2008-01-20

Help needed with PDF Processing Library...

After two days of searching, clicking through hundreds of links, downloading tens of files, trying, browsing, etc, I decided it was about time to give up and ask for help!

I need to process some PDFs, mostly "black-and-whitening" them, that is, converting color boxes and text into black and white. It's not the same as "printing" in black and white though, as I want to replace boxes filled with some color with ones with no color fills and change the corresponding white or light colored text with black text.

Example:

From this:Source to this: Destination

I'd like to do this in Delphi, but I can do in a million other languages such as Perl, PHP, Python, Java, C# or whatever. I have one restriction though: the library has to be either free or open-source, but this restriction can be waived if there's nothing free or open-source that I can use to solve the problem...

Does anyone know of a library that will allow me to do that? Open a PDF file, loop through all the objects and change characteristics as I see fit, and finally saving the edited file

If you know such a library/tool, please leave a comment... Thank you.

4 comments:

Cycle said...

After 2 days of googling you surely already knew it, but here is my 2 cents:
I'm very happy with this PDF viewer
http://blog.kowalczyk.info/software/sumatrapdf/index.html
that uses this 2 libraries both opensource:
http://ccxvii.net/apparition/
http://poppler.freedesktop.org/

in particular, from the muPDF description:
MuPDF also has an API to modify internal objects in the PDF files and write PDF files.

and...

pdftool is a commandline demo of this functionality; it is a portable pdf swiss army knife for fixing broken pdf files, changing permissions, merging and extracting pages, and examining the internal object structure of a PDF file.

Hope this helps.

Cycle

Fernando Madruga said...

"After 2 days of googling you surely already knew it,"

Nope, I didn't! :)

Googling stuff is an art, not a science: sometimes you're inspired and get it right first time, some other times inspiration is not upon you and you just can't find stuff under your own nose! :)

Thanks for the links, I'll give it a try.

Yogi Yang said...

check ISEDQuickPDf it is a gem of a library and is writtent in Delphi itself. It is currently not actively developed but is yet very very usable.

Fernando Madruga said...

Thks Yogi, but that seems to be a very *weird* library to say the least!

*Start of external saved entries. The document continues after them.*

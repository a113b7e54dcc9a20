//! Kernel name parsing.
//!
//! A pipeline on this backend is a parsed description of the requested
//! function: the name encodes the kernel family and its shape
//! specialization, the function constants carry the boolean flags. The
//! interpreter executes the description at dispatch time.

use std::sync::Arc;

use super::error::CpuError;
use crate::{
    DataType,
    backends::common::FunctionConstantValues,
};

#[derive(Debug, Clone, PartialEq, Eq)]
pub(crate) struct VectorSpec {
    pub data_type: DataType,
    pub head_dim: usize,
    pub value_head_dim: usize,
    pub has_mask: bool,
    pub query_transposed: bool,
}

#[derive(Debug, Clone, PartialEq, Eq)]
pub(crate) struct TileSpec {
    pub data_type: DataType,
    pub mask_data_type: DataType,
    pub query_block: usize,
    pub key_block: usize,
    pub head_dim: usize,
    pub align_q: bool,
    pub align_k: bool,
    pub has_mask: bool,
    pub do_causal: bool,
}

#[derive(Debug, Clone, PartialEq, Eq)]
pub(crate) enum KernelSpec {
    Vector(VectorSpec),
    VectorTwoPassPartial(VectorSpec),
    VectorTwoPassFinalize {
        data_type: DataType,
        value_head_dim: usize,
    },
    Tile(TileSpec),
}

/// A compiled kernel handle. Clones share the parsed description, so two
/// fetches that hit the same cache entry compare as the same instance.
#[derive(Debug, Clone)]
pub struct CpuPipelineState {
    spec: Arc<KernelSpec>,
}

impl CpuPipelineState {
    pub(crate) fn parse(
        function_name: &str,
        constants: &FunctionConstantValues,
    ) -> Result<Self, CpuError> {
        let spec = parse_kernel(function_name, constants)
            .ok_or_else(|| CpuError::FunctionNotFound(function_name.to_string()))?;
        Ok(Self {
            spec: Arc::new(spec),
        })
    }

    pub(crate) fn spec(&self) -> &KernelSpec {
        &self.spec
    }

    pub fn same_instance(
        &self,
        other: &Self,
    ) -> bool {
        Arc::ptr_eq(&self.spec, &other.spec)
    }
}

fn parse_kernel(
    name: &str,
    constants: &FunctionConstantValues,
) -> Option<KernelSpec> {
    // The two-pass prefixes extend the plain vector prefix, so they must be
    // tried first.
    if let Some(rest) = name.strip_prefix("sdpa_vector_2pass_2_") {
        let (data_type, dims) = parse_data_type(rest)?;
        let mut dims = dims.split('_');
        let value_head_dim = dims.next()?.parse().ok()?;
        if dims.next().is_some() {
            return None;
        }
        return Some(KernelSpec::VectorTwoPassFinalize {
            data_type,
            value_head_dim,
        });
    }
    if let Some(rest) = name.strip_prefix("sdpa_vector_2pass_1_") {
        return Some(KernelSpec::VectorTwoPassPartial(parse_vector(
            rest, constants,
        )?));
    }
    if let Some(rest) = name.strip_prefix("sdpa_vector_") {
        return Some(KernelSpec::Vector(parse_vector(rest, constants)?));
    }
    if let Some(rest) = name.strip_prefix("steel_attention_") {
        return Some(KernelSpec::Tile(parse_tile(rest, constants)?));
    }
    None
}

/// Splits a leading data-type suffix off `text`, returning it with the rest
/// of the string (without the separating underscore).
fn parse_data_type(text: &str) -> Option<(DataType, &str)> {
    let (suffix, rest) = text.split_once('_')?;
    Some((DataType::from_function_name_suffix(suffix)?, rest))
}

fn parse_vector(
    rest: &str,
    constants: &FunctionConstantValues,
) -> Option<VectorSpec> {
    let (data_type, dims) = parse_data_type(rest)?;
    let mut dims = dims.split('_');
    let head_dim = dims.next()?.parse().ok()?;
    let value_head_dim = dims.next()?.parse().ok()?;
    if dims.next().is_some() {
        return None;
    }
    Some(VectorSpec {
        data_type,
        head_dim,
        value_head_dim,
        has_mask: constants.bool_at(20)?,
        query_transposed: constants.bool_at(21)?,
    })
}

fn parse_tile(
    rest: &str,
    constants: &FunctionConstantValues,
) -> Option<TileSpec> {
    let (data_type, rest) = parse_data_type(rest)?;
    let mut parts = rest.split('_');
    let query_block = parts.next()?.strip_prefix("bq")?.parse().ok()?;
    let key_block = parts.next()?.strip_prefix("bk")?.parse().ok()?;
    let head_dim = parts.next()?.strip_prefix("bd")?.parse().ok()?;
    let _wm: usize = parts.next()?.strip_prefix("wm")?.parse().ok()?;
    let _wn: usize = parts.next()?.strip_prefix("wn")?.parse().ok()?;
    let mask_data_type =
        DataType::from_function_name_suffix(parts.next()?.strip_prefix("mask")?)?;
    if parts.next().is_some() {
        return None;
    }
    Some(TileSpec {
        data_type,
        mask_data_type,
        query_block,
        key_block,
        head_dim,
        align_q: constants.bool_at(200)?,
        align_k: constants.bool_at(201)?,
        has_mask: constants.bool_at(300)?,
        do_causal: constants.bool_at(301)?,
    })
}

#[cfg(test)]
mod tests {
    use super::*;
    use crate::kernel::attention::specialization::{
        tile_attention_kernel, vector_attention_kernel,
        vector_two_pass_finalize_name, vector_two_pass_partial_kernel,
    };

    #[test]
    fn test_parse_vector_names() {
        let request = vector_attention_kernel(DataType::F16, 64, 64, true, false);
        let pipeline =
            CpuPipelineState::parse(&request.base_name, &request.constants)
                .unwrap();
        assert_eq!(
            *pipeline.spec(),
            KernelSpec::Vector(VectorSpec {
                data_type: DataType::F16,
                head_dim: 64,
                value_head_dim: 64,
                has_mask: true,
                query_transposed: false,
            })
        );

        let request =
            vector_two_pass_partial_kernel(DataType::BF16, 128, 64, false, true);
        let pipeline =
            CpuPipelineState::parse(&request.base_name, &request.constants)
                .unwrap();
        assert_eq!(
            *pipeline.spec(),
            KernelSpec::VectorTwoPassPartial(VectorSpec {
                data_type: DataType::BF16,
                head_dim: 128,
                value_head_dim: 64,
                has_mask: false,
                query_transposed: true,
            })
        );

        let name = vector_two_pass_finalize_name(DataType::F32, 96);
        let pipeline =
            CpuPipelineState::parse(&name, &FunctionConstantValues::new())
                .unwrap();
        assert_eq!(
            *pipeline.spec(),
            KernelSpec::VectorTwoPassFinalize {
                data_type: DataType::F32,
                value_head_dim: 96,
            }
        );
    }

    #[test]
    fn test_parse_tile_name() {
        let request = tile_attention_kernel(
            DataType::F32,
            DataType::F16,
            128,
            32,
            16,
            false,
            true,
            true,
            false,
        );
        let pipeline =
            CpuPipelineState::parse(&request.base_name, &request.constants)
                .unwrap();
        assert_eq!(
            *pipeline.spec(),
            KernelSpec::Tile(TileSpec {
                data_type: DataType::F32,
                mask_data_type: DataType::F16,
                query_block: 32,
                key_block: 16,
                head_dim: 128,
                align_q: false,
                align_k: true,
                has_mask: true,
                do_causal: false,
            })
        );
    }

    #[test]
    fn test_unknown_names_are_rejected() {
        let constants = FunctionConstantValues::new();
        for name in [
            "gemm_f32",
            "sdpa_vector_f32_64",
            "sdpa_vector_i8_64_64",
            "steel_attention_f32_bq32",
        ] {
            assert!(CpuPipelineState::parse(name, &constants).is_err());
        }
    }
}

The "official" web page is not working since 2005, apparently one can buy it through some back-doors and downloaded it through someone else... VERY, VERY dubious stuff there from a legal point of view. It may be the best library around, but this kills it... And in top of that, there's not even a trial version available!

Thanks anyway for the pointer, but this one is in a too much weird state to be worth investigating further...